You know what music is? God’s little reminder that there’s something else besides us in the universe; harmonic connection between all living beings, everywhere, even the stars.

After catching my breath at the beauty of such a thought—and looking straight up at the ceiling, willing the tears back into their ducts, for it was too soon, too goddamned soon—I wondered about the context for the sentiment.  Was it an interview, and if so, what had he been asked to elicit such a thought?  Had he uttered it in one of the periodic quiet moments in one of his extended manic monologues?

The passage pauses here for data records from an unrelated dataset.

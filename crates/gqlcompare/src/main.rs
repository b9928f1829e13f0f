#![forbid(unsafe_code)]
#![cfg_attr(test, allow(unused_crate_dependencies))]

mod cli_input;
mod compare;
mod errors;
mod output;

use clap::Parser;
use cli_input::{Args, Command, LogLevel, SchemaCommand};
use colored::control::ShouldColorize;
use errors::CliError;
use output::report;
use std::process;
use tracing_subscriber::EnvFilter;

const THRESHOLD_REACHED_EXIT_STATUS: i32 = 2;
const ERROR_EXIT_STATUS: i32 = 1;

fn main() {
    ShouldColorize::from_env();

    let exit_code = match try_main() {
        Ok(false) => 0,
        Ok(true) => THRESHOLD_REACHED_EXIT_STATUS,
        Err(error) => {
            report::error(&error);
            ERROR_EXIT_STATUS
        }
    };

    process::exit(exit_code);
}

fn try_main() -> Result<bool, CliError> {
    let args = Args::parse();

    init_tracing(args.log_level);

    match args.command {
        Command::Schema(SchemaCommand::Compare(command)) => compare::compare(command),
    }
}

fn init_tracing(log_level: Option<LogLevel>) {
    let filter = match log_level {
        Some(level) => EnvFilter::new(level.as_filter_str()),
        None => EnvFilter::try_from_default_env().unwrap_or_else(|_| EnvFilter::new(LogLevel::default().as_filter_str())),
    };

    tracing_subscriber::fmt()
        .with_env_filter(filter)
        .with_writer(std::io::stderr)
        .with_target(true)
        .without_time()
        .init();
}
//! Decoding of raw response bodies into typed responses.

use serde::de::DeserializeOwned;

use crate::Error;

/// A typed endpoint response that may carry an embedded API error record.
pub trait EchoResponse: DeserializeOwned {
    /// The embedded error message, if the endpoint has an error record.
    fn error_message(&self) -> Option<&str>;
}

/// Decodes `raw` into `T`, then fails with [`Error::Api`] if the response
/// reports a non-empty error message.
pub fn unmarshal<T: EchoResponse>(raw: &[u8]) -> Result<T, Error> {
    let response = serde_json::from_slice::<T>(raw).map_err(|e| {
        tracing::error!("Failed to parse response: {}", e);
        Error::Parse(e)
    })?;

    if let Some(message) = response.error_message().filter(|m| !m.is_empty()) {
        tracing::error!("ECHO API reported an error: {}", message);
        return Err(Error::Api {
            message: message.to_string(),
        });
    }

    Ok(response)
}
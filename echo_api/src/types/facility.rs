//! Facility records returned by the facilities and QID endpoints.

use chrono::NaiveDate;
use serde::{Deserialize, Serialize};

use crate::coerce;

/// One regulated facility.
///
/// Flags decode from `"Y"`/`"Yes"`; counts, coordinates and dates follow the
/// null-token rules in [`crate::coerce`]. Missing columns take the same value
/// their null token would.
#[derive(Serialize, Deserialize, Debug, Clone)]
pub struct Facility {
    /// EPA Facility Registry Service identifier.
    #[serde(rename = "RegistryID", default, deserialize_with = "coerce::deserialize_or_default")]
    pub registry_id: String,

    #[serde(rename = "FacName", default, deserialize_with = "coerce::deserialize_or_default")]
    pub name: String,

    #[serde(rename = "FacStreet", default, deserialize_with = "coerce::deserialize_or_default")]
    pub street: String,

    #[serde(rename = "FacCity", default, deserialize_with = "coerce::deserialize_or_default")]
    pub city: String,

    /// Two-letter US state code.
    #[serde(rename = "FacState", default, deserialize_with = "coerce::deserialize_or_default")]
    pub state: String,

    #[serde(rename = "FacZip", default, deserialize_with = "coerce::deserialize_or_default")]
    pub zip: String,

    #[serde(rename = "FacCounty", default, deserialize_with = "coerce::deserialize_or_default")]
    pub county: String,

    #[serde(rename = "FacFIPSCode", default, deserialize_with = "coerce::deserialize_or_default")]
    pub fips_code: String,

    #[serde(rename = "FacEPARegion", default, deserialize_with = "coerce::deserialize_or_default")]
    pub epa_region: String,

    #[serde(rename = "FacLat", default, deserialize_with = "coerce::deserialize_float")]
    pub latitude: f64,

    #[serde(rename = "FacLong", default, deserialize_with = "coerce::deserialize_float")]
    pub longitude: f64,

    /// Space separated SIC codes.
    #[serde(rename = "FacSICCodes", default, deserialize_with = "coerce::deserialize_or_default")]
    pub sic_codes: String,

    /// Space separated NAICS codes.
    #[serde(rename = "FacNAICSCodes", default, deserialize_with = "coerce::deserialize_or_default")]
    pub naics_codes: String,

    #[serde(rename = "FacActiveFlag", default, deserialize_with = "coerce::deserialize_bool")]
    pub active: bool,

    #[serde(rename = "FacMajorFlag", default, deserialize_with = "coerce::deserialize_bool")]
    pub major: bool,

    #[serde(rename = "FacFederalFlag", default, deserialize_with = "coerce::deserialize_bool")]
    pub federal: bool,

    #[serde(rename = "FacUsMexBorderFlg", default, deserialize_with = "coerce::deserialize_bool")]
    pub us_mexico_border: bool,

    #[serde(rename = "FacImpWaterFlg", default, deserialize_with = "coerce::deserialize_bool")]
    pub impaired_waters: bool,

    // Program participation.
    #[serde(rename = "AIRFlag", default, deserialize_with = "coerce::deserialize_bool")]
    pub air: bool,

    #[serde(rename = "NPDESFlag", default, deserialize_with = "coerce::deserialize_bool")]
    pub npdes: bool,

    #[serde(rename = "RCRAFlag", default, deserialize_with = "coerce::deserialize_bool")]
    pub rcra: bool,

    #[serde(rename = "TRIFlag", default, deserialize_with = "coerce::deserialize_bool")]
    pub tri: bool,

    #[serde(rename = "FacInspectionCount", default, deserialize_with = "coerce::deserialize_int")]
    pub inspection_count: i64,

    #[serde(
        rename = "FacDateLastInspection",
        default = "coerce::null_date",
        deserialize_with = "coerce::deserialize_date",
    )]
    pub last_inspection: NaiveDate,

    #[serde(rename = "FacInformalCount", default, deserialize_with = "coerce::deserialize_int")]
    pub informal_action_count: i64,

    #[serde(
        rename = "FacDateLastInformalAction",
        default = "coerce::null_date",
        deserialize_with = "coerce::deserialize_date",
    )]
    pub last_informal_action: NaiveDate,

    #[serde(rename = "FacFormalActionCount", default, deserialize_with = "coerce::deserialize_int")]
    pub formal_action_count: i64,

    #[serde(
        rename = "FacDateLastFormalAction",
        default = "coerce::null_date",
        deserialize_with = "coerce::deserialize_date",
    )]
    pub last_formal_action: NaiveDate,

    #[serde(rename = "FacPenaltyCount", default, deserialize_with = "coerce::deserialize_int")]
    pub penalty_count: i64,

    /// Dollar amount as the API formats it (e.g. "$12,500").
    #[serde(
        rename = "FacTotalPenalties",
        default,
        deserialize_with = "coerce::deserialize_or_default",
    )]
    pub total_penalties: String,

    #[serde(
        rename = "FacDateLastPenalty",
        default = "coerce::null_date",
        deserialize_with = "coerce::deserialize_date",
    )]
    pub last_penalty: NaiveDate,

    #[serde(rename = "FacQtrsWithNC", default, deserialize_with = "coerce::deserialize_int")]
    pub quarters_in_noncompliance: i64,

    #[serde(
        rename = "FacComplianceStatus",
        default,
        deserialize_with = "coerce::deserialize_or_default",
    )]
    pub compliance_status: String,

    #[serde(rename = "FacSNCFlg", default, deserialize_with = "coerce::deserialize_bool")]
    pub significant_noncompliance: bool,

    #[serde(rename = "FacPercentMinority", default, deserialize_with = "coerce::deserialize_float")]
    pub percent_minority: f64,

    #[serde(rename = "FacPopDen", default, deserialize_with = "coerce::deserialize_float")]
    pub population_density: f64,
}

impl Facility {
    /// Returns the last inspection date, or `None` for the 1900-01-01 sentinel.
    pub fn last_inspection_date(&self) -> Option<NaiveDate> {
        Some(self.last_inspection).filter(|d| *d != coerce::null_date())
    }
}
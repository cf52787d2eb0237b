use crate::types::QidResponse;

use super::{
    common::{ParamDictionary, QueryConfig},
    Query,
};

/// Path suffix for a Get QID request.
const QID_API_URI: &str = "echo_rest_services.get_qid";

/// Human-readable names accepted by [`QidQuery`].
pub static QID_PARAMS: ParamDictionary =
    ParamDictionary::new(&[("queryID", "qid"), ("pageNumber", "pageno")]);

const DEFAULT_QID_PARAMS: &[(&str, &str)] = &[("pageNumber", "1")];

/// Query that pages through the facilities behind a query ID.
///
/// Starts on page 1. Moving to later pages is up to the caller.
#[derive(Clone, Debug)]
pub struct QidQuery {
    config: QueryConfig,
}

impl Query for QidQuery {
    type Response = QidResponse;

    fn dictionary() -> &'static ParamDictionary {
        &QID_PARAMS
    }
    fn config(&self) -> &QueryConfig {
        &self.config
    }
    fn config_mut(&mut self) -> &mut QueryConfig {
        &mut self.config
    }
}

impl QidQuery {
    pub fn new(query_id: &str) -> Self {
        let mut config = QueryConfig::new(QID_API_URI);
        config.preset("queryID", query_id, &QID_PARAMS);
        for (key, value) in DEFAULT_QID_PARAMS {
            config.preset(key, value, &QID_PARAMS);
        }
        Self { config }
    }

    pub fn parameter_names() -> impl Iterator<Item = &'static str> {
        QID_PARAMS.names()
    }

    /// Sets the page number (1-indexed).
    pub fn with_page(mut self, page: u32) -> Self {
        self.config.preset("pageNumber", &page.to_string(), &QID_PARAMS);
        self
    }
}

#[cfg(test)]
mod tests {
    use crate::query::{QidQuery, Query};

    #[test]
    fn test_qid_query() {
        let base = "http://ofmpub.epa.gov";

        insta::assert_snapshot!(
            QidQuery::new("537").build_endpoint(base).unwrap().to_string(),
            @"http://ofmpub.epa.gov/echo/echo_rest_services.get_qid?pageno=1&qid=537"
        );

        insta::assert_snapshot!(
            QidQuery::new("537").with_page(4).build_endpoint(base).unwrap().to_string(),
            @"http://ofmpub.epa.gov/echo/echo_rest_services.get_qid?pageno=4&qid=537"
        );
    }
}
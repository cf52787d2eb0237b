//! HTTP client for the EPA ECHO REST services.

use url::Url;

use crate::{
    query::{FacilitiesQuery, MapQuery, QidQuery, Query},
    types::{FacilitiesResponse, MapResponse, QidResponse},
    Error,
};

/// HTTP client for the ECHO API.
///
/// Each request builds a fresh `reqwest::Client` with the query's timeout
/// and issues a single GET. Nothing is retried.
pub struct Client {
    /// Base URL for the API. Defaults to `http://ofmpub.epa.gov`.
    base_api_url: String,
    /// Logs the request URL and raw response body when set.
    debug: bool,
}

impl Default for Client {
    fn default() -> Self {
        Self::new()
    }
}

impl Client {
    /// Creates a new client pointing at the production ECHO API.
    pub fn new() -> Self {
        Self {
            base_api_url: "http://ofmpub.epa.gov".to_string(),
            debug: false,
        }
    }

    /// Creates a new client with a custom base URL. Used for testing with wiremock.
    pub fn with_base_url(base_url: &str) -> Self {
        Self {
            base_api_url: base_url.to_string(),
            debug: false,
        }
    }

    /// Enables logging of every request URL and response body.
    pub fn with_debug(mut self, debug: bool) -> Self {
        self.debug = debug;
        self
    }

    /// The URL a query would be sent to.
    pub fn get_url<Q: Query>(&self, query: &Q) -> Result<Url, Error> {
        query.build_endpoint(&self.base_api_url).map_err(|e| {
            tracing::error!("Invalid URL constructed: {}", e);
            e
        })
    }

    /// Sends `query` and decodes the endpoint's response.
    pub async fn fetch<Q: Query>(&self, query: &Q) -> Result<Q::Response, Error> {
        let url = self.get_url(query)?;
        if self.debug {
            tracing::info!("API endpoint URL: {}", url);
        } else {
            tracing::debug!("GET {}", url);
        }

        let client = reqwest::Client::builder()
            .timeout(query.config().timeout())
            .build()
            .map_err(|e| {
                tracing::error!("Failed to build HTTP client: {}", e);
                Error::Network(e)
            })?;

        let resp = client.get(url).send().await.map_err(|e| {
            tracing::error!("Failed to get resource: {}", e);
            Error::Network(e)
        })?;

        let status = resp.status();
        let body = resp.bytes().await.map_err(|e| {
            tracing::error!("Failed to read response body: {}", e);
            Error::Network(e)
        })?;

        if self.debug {
            tracing::info!("Response body: {}", String::from_utf8_lossy(&body));
        }

        if status != reqwest::StatusCode::OK {
            let snippet = truncate_body(&String::from_utf8_lossy(&body));
            tracing::error!("Request failed with status {}: {}", status, snippet);
            return Err(Error::HttpStatus {
                status: status.as_u16(),
                body: snippet,
            });
        }

        query.unmarshal_response(&body)
    }

    /// Runs a facilities search.
    pub async fn get_facilities(
        &self,
        query: &FacilitiesQuery,
    ) -> Result<FacilitiesResponse, Error> {
        self.fetch(query).await
    }

    /// Fetches map markers for a query ID.
    pub async fn get_map(&self, query: &MapQuery) -> Result<MapResponse, Error> {
        self.fetch(query).await
    }

    /// Fetches one page of facilities for a query ID.
    pub async fn get_qid(&self, query: &QidQuery) -> Result<QidResponse, Error> {
        self.fetch(query).await
    }
}

fn truncate_body(body: &str) -> String {
    const MAX: usize = 2000;
    match body.char_indices().nth(MAX) {
        None => body.to_string(),
        Some((end, _)) => format!("{}...[truncated]", &body[..end]),
    }
}
use serde::{Deserialize, Serialize};

use crate::coerce;

/// Error record embedded in facilities and QID responses. An empty message
/// means the request succeeded.
#[derive(Serialize, Deserialize, Debug, Clone, Default, PartialEq, Eq)]
pub struct ApiError {
    #[serde(rename = "ErrorMessage", default, deserialize_with = "coerce::deserialize_or_default")]
    pub error_message: String,
}

impl ApiError {
    pub fn is_empty(&self) -> bool {
        self.error_message.is_empty()
    }
}
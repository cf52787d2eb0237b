use std::time::Duration;

use anyhow::Result;
use clap::Args;
use echo_api::{Client, FacilitiesQuery, Query};

use crate::output::{
    print_facilities_csv, print_facilities_table, print_json, print_map_data_table, OutputFormat,
};

#[derive(Args)]
pub struct FacilitiesArgs {
    /// Filter by facility name
    #[arg(long)]
    pub name: Option<String>,

    /// Filter by city
    #[arg(long)]
    pub city: Option<String>,

    /// Filter by US state code (e.g. CA, TX, NY)
    #[arg(long)]
    pub state: Option<String>,

    /// Filter by ZIP code
    #[arg(long)]
    pub zip: Option<String>,

    /// Results per page
    #[arg(long, default_value = "100")]
    pub page_size: u32,

    /// Any other search parameter as name=value (repeatable), e.g. --param majorFacility=Y
    #[arg(long = "param", value_name = "NAME=VALUE")]
    pub params: Vec<String>,

    /// Also print the map markers returned with the search
    #[arg(long)]
    pub with_map: bool,
}

pub fn build_query(args: &FacilitiesArgs, timeout: Duration) -> Result<FacilitiesQuery> {
    let mut query = FacilitiesQuery::new()
        .with_results_per_page(args.page_size)
        .with_timeout(timeout);

    if let Some(ref name) = args.name {
        query = query.with_name(name);
    }
    if let Some(ref city) = args.city {
        query = query.with_city(city);
    }
    if let Some(ref state) = args.state {
        query = query.with_state(&state.to_uppercase());
    }
    if let Some(ref zip) = args.zip {
        query = query.with_zip(zip);
    }

    super::apply_params(query, &args.params)
}

pub async fn run(
    args: &FacilitiesArgs,
    client: &Client,
    timeout: Duration,
    format: &OutputFormat,
) -> Result<()> {
    let query = build_query(args, timeout)?;
    let resp = client.get_facilities(&query).await?;
    let results = &resp.results;

    eprintln!(
        "Query {}: {} facilities (page {}, {} shown)",
        results.query_id,
        results.query_rows,
        results.page_no,
        results.facilities.len()
    );

    match format {
        OutputFormat::Table => {
            print_facilities_table(&results.facilities);
            if args.with_map {
                print_map_data_table(&results.map_output.map_data);
            }
        }
        OutputFormat::Json => print_json(results),
        OutputFormat::Csv => print_facilities_csv(&results.facilities)?,
    }

    Ok(())
}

Nope and nope.  While Williams had indeed spoken those words, they had actually stemmed from the collective imagination of the writers of August Rush, a 2007 film in which Williams had played a supporting role—that of Wizard, a homeless musician who teaches music to homeless kids.  I’ve never seen the picture, and probably won’t, but can you (you—I’m talking to you, someone who digs music enough to not just listen to it, but to read about it, as well) think of a more exquisite expression of music as energy, as something palpable and electric, something that floats or flies or speeds through the air, into the ears, on its way to the heart?

(It’s the same electricity Williams brought to comedy, to being Robin Williams.  That he died by his own hand is not as deflating or surprising as it is amazing that he was able to live for 63 years while harnessing that electricity and keeping his darkness at bay.  Anyone with that much juice coursing through his brain is the true equivalent of lightning in a bottle; everything stays eternally amazing as long as the glass holds.)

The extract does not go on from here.